Shares of Workday Inc. (NASDAQ:WDAY) climbed 9.9% on Wednesday, after the company announced that Wal-Mart (NYSE:WMT) has purchased a subscription to its Workday Human Capital Management, Recruiting, Learning, and Planning applications.
Workday also noted it isn't updating its latest financial guidance, which incidentally caused Workday stock to plunge last month as the company warned a few larger deals with multinational customers had been delayed. More specifically, Workday told investors to expect fiscal fourth quarter to be in the range of $427 million to $430 million. That represented 32% to 33% year-over-year growth but fell below Wall Street's estimates at the time for fiscal Q4 revenue of $433.6 million.

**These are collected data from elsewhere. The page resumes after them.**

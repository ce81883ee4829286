//! Current price comparison models for GET /get_prices.

use serde::{Deserialize, Serialize};
use std::collections::BTreeMap;

use super::catalog::Capacity;

/// Discount applied to the official price for the marketplace comparison (90%).
pub const RAKUTEN_DISCOUNT_NUMERATOR: i64 = 9;
pub const RAKUTEN_DISCOUNT_DENOMINATOR: i64 = 10;

#[derive(Debug, Clone, Default, Deserialize)]
pub struct PricesQuery {
    pub series: Option<String>,
}

#[derive(Debug, Clone, Copy, PartialEq, Eq, Serialize, Deserialize)]
pub struct CapacityComparison {
    pub official_price: i64,
    pub kaitori_price: i64,
    pub price_diff: i64,
    pub rakuten_diff: i64,
}

impl CapacityComparison {
    /// Differences that would overflow are reported as 0.
    pub fn new(official_price: i64, kaitori_price: i64) -> Self {
        let rakuten_diff = official_price
            .checked_mul(RAKUTEN_DISCOUNT_NUMERATOR)
            .map(|p| p.div_euclid(RAKUTEN_DISCOUNT_DENOMINATOR))
            .and_then(|discounted| kaitori_price.checked_sub(discounted))
            .unwrap_or(0);
        CapacityComparison {
            official_price,
            kaitori_price,
            price_diff: kaitori_price.checked_sub(official_price).unwrap_or(0),
            rakuten_diff,
        }
    }
}

#[derive(Debug, Clone, Serialize, Deserialize)]
pub struct CurrentPricesResponse {
    pub series: String,
    pub prices: BTreeMap<Capacity, CapacityComparison>,
}

#[cfg(test)]
mod tests {
    use super::*;

    #[test]
    fn test_rakuten_diff_floors_discount() {
        let c = CapacityComparison::new(124_800, 90_000);
        assert_eq!(c.price_diff, -34_800);
        assert_eq!(c.rakuten_diff, 90_000 - 112_320);

        let odd = CapacityComparison::new(99_999, 0);
        assert_eq!(odd.rakuten_diff, -89_999);
    }

    #[test]
    fn test_missing_data_is_zero() {
        let c = CapacityComparison::new(0, 0);
        assert_eq!(c, CapacityComparison { official_price: 0, kaitori_price: 0, price_diff: 0, rakuten_diff: 0 });
    }

    #[test]
    fn test_overflowing_official_price_does_not_panic() {
        let c = CapacityComparison::new(i64::MAX, 90_000);
        assert_eq!(c.rakuten_diff, 0);
        let c = CapacityComparison::new(i64::MIN, 90_000);
        assert_eq!(c.price_diff, 0);
    }
}
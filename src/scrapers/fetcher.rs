use std::sync::Arc;
use std::time::Duration;
use tracing::debug;

use super::browser::{BrowserEngine, BrowserPage, RowHandle};
use crate::error::FetchError;

/// Loads one vendor page and returns its price rows.
#[derive(Clone)]
pub struct PageFetcher {
    engine: Arc<dyn BrowserEngine>,
    row_selector: String,
}

impl PageFetcher {
    pub fn new(engine: Arc<dyn BrowserEngine>, row_selector: impl Into<String>) -> Self {
        Self {
            engine,
            row_selector: row_selector.into(),
        }
    }

    /// Fetch the rows of `url`. The page is closed on every exit path,
    /// and `timeout` bounds navigation plus row selection.
    pub async fn fetch(&self, url: &str, timeout: Duration) -> Result<Vec<RowHandle>, FetchError> {
        let mut page = self.engine.new_page().await?;

        let result = match tokio::time::timeout(timeout, self.load_rows(page.as_mut(), url, timeout)).await {
            Ok(result) => result,
            Err(_) => Err(FetchError::Timeout {
                url: url.to_string(),
                secs: timeout.as_secs(),
            }),
        };

        page.close().await;

        if let Ok(rows) = &result {
            debug!(url = %url, rows = rows.len(), "Fetched vendor page");
        }
        result
    }

    async fn load_rows(
        &self,
        page: &mut dyn BrowserPage,
        url: &str,
        timeout: Duration,
    ) -> Result<Vec<RowHandle>, FetchError> {
        page.goto(url, timeout).await?;
        page.query_selector_all(&self.row_selector).await
    }
}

Nonetheless, while Workday typically uses its quarterly conference calls to fill investors in on its latest customer additions, it's telling that this single deal merited its own SEC filing and caused today's big pop. With more than 2 million employees globally, Wal-Mart is easily Workday's biggest customer yet, and adds to the already enviable list of hundreds of industry leaders that trust its enterprise cloud solutions, ranging from Netflix to Hewlett-Packard Enterprise, TripAdvisor, Panera Bread, Chiquita, and Zillow Group, to name only a few.
Assuming Workday can sustain the impressive 97% customer satisfaction rating it achieved last year, I suspect Workday investors who opt to hold the stock from here will be more than pleased as its growth story continues to play out.